Assigned task.
Among the entries below, copy every line that carries the word "VirtualPortfolio".

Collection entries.
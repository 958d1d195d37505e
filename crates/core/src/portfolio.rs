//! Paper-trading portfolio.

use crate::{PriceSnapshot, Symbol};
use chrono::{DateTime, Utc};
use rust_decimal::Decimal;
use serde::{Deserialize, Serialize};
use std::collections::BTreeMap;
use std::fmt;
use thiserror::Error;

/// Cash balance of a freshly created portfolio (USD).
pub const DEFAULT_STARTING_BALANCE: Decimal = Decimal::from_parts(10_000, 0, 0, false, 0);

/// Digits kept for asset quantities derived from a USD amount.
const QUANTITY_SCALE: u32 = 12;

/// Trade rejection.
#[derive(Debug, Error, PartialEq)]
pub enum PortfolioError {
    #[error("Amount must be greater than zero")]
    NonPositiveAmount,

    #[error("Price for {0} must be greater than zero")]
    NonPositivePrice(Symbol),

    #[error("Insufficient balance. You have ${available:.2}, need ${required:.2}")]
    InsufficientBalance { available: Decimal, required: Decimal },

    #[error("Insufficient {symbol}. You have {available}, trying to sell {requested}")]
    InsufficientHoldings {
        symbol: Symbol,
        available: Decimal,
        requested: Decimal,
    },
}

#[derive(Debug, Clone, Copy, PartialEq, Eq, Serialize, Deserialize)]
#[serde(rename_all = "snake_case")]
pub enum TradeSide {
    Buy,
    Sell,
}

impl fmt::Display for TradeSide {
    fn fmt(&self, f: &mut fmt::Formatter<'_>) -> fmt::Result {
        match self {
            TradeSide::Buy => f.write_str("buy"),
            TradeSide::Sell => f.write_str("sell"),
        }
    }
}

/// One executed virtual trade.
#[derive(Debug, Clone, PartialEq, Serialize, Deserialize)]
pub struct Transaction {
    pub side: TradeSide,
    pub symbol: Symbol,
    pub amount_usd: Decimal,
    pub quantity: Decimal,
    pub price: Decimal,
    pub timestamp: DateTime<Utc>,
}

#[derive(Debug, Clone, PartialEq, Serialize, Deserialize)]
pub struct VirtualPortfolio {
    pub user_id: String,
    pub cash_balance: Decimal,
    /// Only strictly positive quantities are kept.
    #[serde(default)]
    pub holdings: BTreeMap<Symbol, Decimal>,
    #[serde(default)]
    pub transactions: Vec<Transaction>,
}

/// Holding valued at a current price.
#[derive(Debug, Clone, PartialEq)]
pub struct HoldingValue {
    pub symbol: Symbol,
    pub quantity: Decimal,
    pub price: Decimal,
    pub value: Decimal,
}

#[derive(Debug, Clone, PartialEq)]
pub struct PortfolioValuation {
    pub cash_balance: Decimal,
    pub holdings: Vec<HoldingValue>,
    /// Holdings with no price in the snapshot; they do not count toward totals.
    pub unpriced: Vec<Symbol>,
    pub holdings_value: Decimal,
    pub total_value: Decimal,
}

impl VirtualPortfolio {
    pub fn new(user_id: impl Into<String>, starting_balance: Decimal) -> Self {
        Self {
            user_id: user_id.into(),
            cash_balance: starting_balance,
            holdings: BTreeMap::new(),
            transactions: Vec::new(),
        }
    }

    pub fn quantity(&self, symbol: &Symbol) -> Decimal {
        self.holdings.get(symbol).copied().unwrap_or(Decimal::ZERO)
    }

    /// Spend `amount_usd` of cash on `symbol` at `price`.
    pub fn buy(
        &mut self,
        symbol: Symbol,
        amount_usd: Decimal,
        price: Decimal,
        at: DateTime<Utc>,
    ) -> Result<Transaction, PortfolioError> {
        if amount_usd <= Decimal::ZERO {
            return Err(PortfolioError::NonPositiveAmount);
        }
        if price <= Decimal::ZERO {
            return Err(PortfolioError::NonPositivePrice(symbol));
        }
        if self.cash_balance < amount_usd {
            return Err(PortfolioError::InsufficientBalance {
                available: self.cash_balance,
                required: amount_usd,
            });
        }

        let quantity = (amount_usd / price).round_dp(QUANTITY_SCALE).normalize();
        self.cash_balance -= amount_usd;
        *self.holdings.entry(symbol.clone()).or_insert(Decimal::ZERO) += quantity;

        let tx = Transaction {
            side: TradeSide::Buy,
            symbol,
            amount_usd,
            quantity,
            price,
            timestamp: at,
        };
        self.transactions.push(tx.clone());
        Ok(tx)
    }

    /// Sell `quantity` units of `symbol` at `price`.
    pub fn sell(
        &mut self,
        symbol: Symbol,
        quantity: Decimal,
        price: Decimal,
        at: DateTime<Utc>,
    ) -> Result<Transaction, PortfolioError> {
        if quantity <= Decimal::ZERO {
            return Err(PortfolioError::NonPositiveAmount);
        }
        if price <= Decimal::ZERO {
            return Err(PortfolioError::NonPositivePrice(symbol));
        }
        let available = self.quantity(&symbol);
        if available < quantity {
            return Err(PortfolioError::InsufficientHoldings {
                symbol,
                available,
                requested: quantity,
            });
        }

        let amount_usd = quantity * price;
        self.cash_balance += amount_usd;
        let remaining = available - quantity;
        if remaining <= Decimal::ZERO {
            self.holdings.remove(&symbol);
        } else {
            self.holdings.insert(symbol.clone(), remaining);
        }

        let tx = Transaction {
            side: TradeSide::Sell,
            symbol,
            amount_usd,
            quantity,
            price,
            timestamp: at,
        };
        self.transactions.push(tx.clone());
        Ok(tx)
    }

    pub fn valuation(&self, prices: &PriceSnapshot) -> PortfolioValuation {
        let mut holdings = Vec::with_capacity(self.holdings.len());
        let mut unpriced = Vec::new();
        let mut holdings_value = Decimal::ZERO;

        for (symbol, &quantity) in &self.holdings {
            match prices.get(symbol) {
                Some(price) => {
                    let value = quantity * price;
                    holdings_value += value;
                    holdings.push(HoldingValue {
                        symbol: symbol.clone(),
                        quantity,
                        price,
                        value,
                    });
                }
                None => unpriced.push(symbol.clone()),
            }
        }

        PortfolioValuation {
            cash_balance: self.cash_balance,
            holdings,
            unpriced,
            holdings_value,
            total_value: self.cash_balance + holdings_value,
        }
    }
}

---

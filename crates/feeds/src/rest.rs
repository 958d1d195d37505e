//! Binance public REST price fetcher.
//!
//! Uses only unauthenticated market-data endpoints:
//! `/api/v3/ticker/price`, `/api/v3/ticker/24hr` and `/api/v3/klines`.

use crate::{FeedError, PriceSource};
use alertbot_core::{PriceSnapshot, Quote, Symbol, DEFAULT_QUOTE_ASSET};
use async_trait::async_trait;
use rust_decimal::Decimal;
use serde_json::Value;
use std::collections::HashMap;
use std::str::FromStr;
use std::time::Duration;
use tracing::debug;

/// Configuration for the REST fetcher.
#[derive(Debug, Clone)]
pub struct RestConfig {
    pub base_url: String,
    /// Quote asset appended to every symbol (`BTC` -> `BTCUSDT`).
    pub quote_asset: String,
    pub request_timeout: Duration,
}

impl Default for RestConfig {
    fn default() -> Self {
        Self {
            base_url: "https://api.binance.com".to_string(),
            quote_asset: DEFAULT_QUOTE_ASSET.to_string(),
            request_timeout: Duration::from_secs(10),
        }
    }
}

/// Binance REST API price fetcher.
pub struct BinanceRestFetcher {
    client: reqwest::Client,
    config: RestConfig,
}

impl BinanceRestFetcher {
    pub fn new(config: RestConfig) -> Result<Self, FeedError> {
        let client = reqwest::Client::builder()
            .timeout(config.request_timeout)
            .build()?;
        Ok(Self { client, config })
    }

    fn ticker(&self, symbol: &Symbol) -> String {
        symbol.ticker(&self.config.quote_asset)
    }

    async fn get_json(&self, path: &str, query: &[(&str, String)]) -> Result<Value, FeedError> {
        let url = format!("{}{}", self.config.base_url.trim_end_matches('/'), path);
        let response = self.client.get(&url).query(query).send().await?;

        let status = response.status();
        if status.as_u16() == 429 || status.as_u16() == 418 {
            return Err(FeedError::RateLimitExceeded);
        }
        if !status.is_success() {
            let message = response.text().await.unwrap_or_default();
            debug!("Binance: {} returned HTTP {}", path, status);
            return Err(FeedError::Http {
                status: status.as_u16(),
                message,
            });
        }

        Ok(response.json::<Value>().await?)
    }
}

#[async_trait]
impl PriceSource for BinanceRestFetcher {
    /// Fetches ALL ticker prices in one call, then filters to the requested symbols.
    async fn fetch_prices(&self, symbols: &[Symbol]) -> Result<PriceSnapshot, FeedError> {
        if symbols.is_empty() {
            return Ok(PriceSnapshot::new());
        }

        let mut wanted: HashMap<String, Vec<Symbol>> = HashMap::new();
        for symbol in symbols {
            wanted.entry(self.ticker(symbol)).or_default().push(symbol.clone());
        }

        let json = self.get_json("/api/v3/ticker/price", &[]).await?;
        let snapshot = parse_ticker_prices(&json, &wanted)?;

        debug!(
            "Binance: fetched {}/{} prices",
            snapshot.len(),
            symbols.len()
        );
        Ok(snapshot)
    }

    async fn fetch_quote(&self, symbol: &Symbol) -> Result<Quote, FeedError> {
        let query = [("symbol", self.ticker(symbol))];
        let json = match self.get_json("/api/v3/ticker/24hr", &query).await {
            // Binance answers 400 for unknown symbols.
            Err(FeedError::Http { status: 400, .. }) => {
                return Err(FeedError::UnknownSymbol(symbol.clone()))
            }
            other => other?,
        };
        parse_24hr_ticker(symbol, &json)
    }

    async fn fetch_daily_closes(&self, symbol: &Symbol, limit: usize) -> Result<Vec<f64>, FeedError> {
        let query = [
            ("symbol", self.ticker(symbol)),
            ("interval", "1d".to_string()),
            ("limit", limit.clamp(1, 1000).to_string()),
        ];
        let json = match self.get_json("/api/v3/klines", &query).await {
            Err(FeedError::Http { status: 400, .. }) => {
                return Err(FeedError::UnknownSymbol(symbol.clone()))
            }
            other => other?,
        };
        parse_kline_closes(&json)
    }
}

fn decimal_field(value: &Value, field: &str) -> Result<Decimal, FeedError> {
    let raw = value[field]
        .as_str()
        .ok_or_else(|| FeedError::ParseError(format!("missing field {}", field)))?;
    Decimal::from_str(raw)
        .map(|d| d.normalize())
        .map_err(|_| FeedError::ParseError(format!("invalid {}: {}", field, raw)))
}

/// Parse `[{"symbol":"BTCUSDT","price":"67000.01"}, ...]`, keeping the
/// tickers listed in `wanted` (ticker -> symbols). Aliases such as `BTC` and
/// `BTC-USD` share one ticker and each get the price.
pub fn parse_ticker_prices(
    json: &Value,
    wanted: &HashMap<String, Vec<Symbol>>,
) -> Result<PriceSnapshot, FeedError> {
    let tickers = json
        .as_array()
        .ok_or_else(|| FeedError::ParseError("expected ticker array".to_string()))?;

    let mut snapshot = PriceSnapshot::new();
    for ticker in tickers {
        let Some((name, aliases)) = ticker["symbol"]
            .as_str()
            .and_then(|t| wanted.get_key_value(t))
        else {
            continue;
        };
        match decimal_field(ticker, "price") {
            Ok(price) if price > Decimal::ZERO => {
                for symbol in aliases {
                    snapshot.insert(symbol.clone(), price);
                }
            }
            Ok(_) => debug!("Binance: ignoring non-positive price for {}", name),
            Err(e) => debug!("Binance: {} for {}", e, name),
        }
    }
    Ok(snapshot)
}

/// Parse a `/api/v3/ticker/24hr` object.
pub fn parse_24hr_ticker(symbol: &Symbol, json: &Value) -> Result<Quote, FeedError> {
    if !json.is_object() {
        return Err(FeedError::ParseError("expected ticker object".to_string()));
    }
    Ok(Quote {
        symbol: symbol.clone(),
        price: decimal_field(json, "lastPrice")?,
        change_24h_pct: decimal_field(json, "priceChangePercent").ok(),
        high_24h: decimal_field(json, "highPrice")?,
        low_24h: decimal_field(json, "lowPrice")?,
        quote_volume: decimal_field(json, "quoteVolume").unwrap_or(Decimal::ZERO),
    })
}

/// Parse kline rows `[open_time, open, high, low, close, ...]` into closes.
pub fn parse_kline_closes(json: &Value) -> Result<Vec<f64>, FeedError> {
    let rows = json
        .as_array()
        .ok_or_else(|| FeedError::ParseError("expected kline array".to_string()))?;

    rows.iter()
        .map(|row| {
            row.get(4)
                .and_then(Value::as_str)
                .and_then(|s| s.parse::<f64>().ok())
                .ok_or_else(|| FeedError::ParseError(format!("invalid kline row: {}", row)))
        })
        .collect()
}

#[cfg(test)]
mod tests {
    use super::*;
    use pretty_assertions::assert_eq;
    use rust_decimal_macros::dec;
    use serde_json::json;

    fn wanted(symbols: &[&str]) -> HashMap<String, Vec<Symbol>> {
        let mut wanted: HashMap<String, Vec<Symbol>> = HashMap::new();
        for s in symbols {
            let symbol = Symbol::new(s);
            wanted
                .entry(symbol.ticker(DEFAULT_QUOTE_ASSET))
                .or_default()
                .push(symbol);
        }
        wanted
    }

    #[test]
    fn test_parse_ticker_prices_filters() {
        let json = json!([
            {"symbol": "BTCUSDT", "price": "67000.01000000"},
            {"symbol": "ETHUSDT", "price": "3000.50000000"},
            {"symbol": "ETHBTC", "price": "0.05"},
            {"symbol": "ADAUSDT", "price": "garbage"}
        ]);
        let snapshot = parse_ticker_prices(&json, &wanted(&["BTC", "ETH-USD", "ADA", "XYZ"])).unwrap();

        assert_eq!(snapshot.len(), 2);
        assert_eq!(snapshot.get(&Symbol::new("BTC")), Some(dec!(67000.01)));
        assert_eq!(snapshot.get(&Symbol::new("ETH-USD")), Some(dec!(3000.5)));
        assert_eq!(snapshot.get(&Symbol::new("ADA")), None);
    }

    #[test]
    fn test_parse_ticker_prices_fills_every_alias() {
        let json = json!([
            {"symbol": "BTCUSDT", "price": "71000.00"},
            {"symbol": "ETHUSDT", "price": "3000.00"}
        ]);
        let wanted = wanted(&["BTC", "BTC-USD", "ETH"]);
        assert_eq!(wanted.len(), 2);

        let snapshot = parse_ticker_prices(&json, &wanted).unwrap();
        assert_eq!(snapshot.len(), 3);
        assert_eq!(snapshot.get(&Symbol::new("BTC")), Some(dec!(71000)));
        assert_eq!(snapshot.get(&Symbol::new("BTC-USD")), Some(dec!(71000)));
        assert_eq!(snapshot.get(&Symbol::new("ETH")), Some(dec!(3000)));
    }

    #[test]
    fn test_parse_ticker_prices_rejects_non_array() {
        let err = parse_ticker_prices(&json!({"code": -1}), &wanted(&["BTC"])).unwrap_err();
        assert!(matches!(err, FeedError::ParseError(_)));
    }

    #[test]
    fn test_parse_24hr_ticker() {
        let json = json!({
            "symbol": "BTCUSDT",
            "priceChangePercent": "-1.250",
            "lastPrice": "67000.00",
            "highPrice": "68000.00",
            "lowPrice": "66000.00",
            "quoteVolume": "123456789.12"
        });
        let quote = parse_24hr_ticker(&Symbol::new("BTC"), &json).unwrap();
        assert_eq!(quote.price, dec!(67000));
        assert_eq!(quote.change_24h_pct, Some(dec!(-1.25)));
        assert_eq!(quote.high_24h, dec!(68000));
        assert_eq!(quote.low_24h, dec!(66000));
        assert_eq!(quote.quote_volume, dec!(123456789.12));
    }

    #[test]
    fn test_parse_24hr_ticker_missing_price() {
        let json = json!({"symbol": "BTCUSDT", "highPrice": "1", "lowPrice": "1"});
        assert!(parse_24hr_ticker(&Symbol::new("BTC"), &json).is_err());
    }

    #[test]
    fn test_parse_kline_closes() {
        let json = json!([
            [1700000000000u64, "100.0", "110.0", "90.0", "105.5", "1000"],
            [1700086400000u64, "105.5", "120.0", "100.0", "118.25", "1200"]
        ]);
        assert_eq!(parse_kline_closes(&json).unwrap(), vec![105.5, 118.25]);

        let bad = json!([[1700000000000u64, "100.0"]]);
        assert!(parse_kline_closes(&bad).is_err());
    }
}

---

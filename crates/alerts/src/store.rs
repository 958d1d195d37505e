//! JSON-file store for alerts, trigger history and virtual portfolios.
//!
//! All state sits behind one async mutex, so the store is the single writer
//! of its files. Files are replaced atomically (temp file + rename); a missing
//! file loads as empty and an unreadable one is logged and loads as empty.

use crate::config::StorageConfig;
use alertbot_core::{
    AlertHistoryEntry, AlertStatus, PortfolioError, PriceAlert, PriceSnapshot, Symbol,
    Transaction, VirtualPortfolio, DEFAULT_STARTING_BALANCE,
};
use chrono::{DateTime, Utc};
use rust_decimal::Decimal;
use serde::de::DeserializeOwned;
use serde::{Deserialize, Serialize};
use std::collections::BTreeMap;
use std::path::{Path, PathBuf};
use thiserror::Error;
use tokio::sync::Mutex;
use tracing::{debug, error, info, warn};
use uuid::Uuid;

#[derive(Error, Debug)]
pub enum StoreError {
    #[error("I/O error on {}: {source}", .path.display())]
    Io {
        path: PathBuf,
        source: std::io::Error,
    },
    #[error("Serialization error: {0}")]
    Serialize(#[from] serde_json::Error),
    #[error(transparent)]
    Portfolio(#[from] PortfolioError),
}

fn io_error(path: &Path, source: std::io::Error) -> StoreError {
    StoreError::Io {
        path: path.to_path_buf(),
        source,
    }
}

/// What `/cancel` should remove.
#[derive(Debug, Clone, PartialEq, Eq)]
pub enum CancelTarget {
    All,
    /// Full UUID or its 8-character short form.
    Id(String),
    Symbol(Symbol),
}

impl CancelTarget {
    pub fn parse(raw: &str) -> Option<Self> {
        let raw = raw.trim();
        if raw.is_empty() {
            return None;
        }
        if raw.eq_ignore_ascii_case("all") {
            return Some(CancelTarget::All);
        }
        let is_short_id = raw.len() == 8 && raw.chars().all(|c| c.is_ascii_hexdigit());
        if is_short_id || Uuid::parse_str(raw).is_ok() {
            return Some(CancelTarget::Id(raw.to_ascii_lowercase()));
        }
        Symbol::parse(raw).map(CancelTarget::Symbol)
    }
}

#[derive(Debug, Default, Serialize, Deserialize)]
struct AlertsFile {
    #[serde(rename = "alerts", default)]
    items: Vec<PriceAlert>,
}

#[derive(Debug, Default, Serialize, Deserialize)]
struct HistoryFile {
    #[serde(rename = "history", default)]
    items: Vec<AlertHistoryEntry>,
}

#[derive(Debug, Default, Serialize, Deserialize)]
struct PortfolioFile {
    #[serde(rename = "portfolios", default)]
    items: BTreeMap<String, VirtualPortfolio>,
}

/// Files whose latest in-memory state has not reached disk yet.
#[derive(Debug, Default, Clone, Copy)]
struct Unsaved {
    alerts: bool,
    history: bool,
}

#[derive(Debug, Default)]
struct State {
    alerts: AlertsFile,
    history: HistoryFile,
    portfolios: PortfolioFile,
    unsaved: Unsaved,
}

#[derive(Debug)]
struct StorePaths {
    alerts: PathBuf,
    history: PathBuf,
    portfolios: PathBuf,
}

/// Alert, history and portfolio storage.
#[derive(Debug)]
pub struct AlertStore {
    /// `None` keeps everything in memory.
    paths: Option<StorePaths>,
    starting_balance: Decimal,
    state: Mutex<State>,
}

Written solution.
pub struct VirtualPortfolio {
impl VirtualPortfolio {
    Transaction, VirtualPortfolio, DEFAULT_STARTING_BALANCE,
    items: BTreeMap<String, VirtualPortfolio>,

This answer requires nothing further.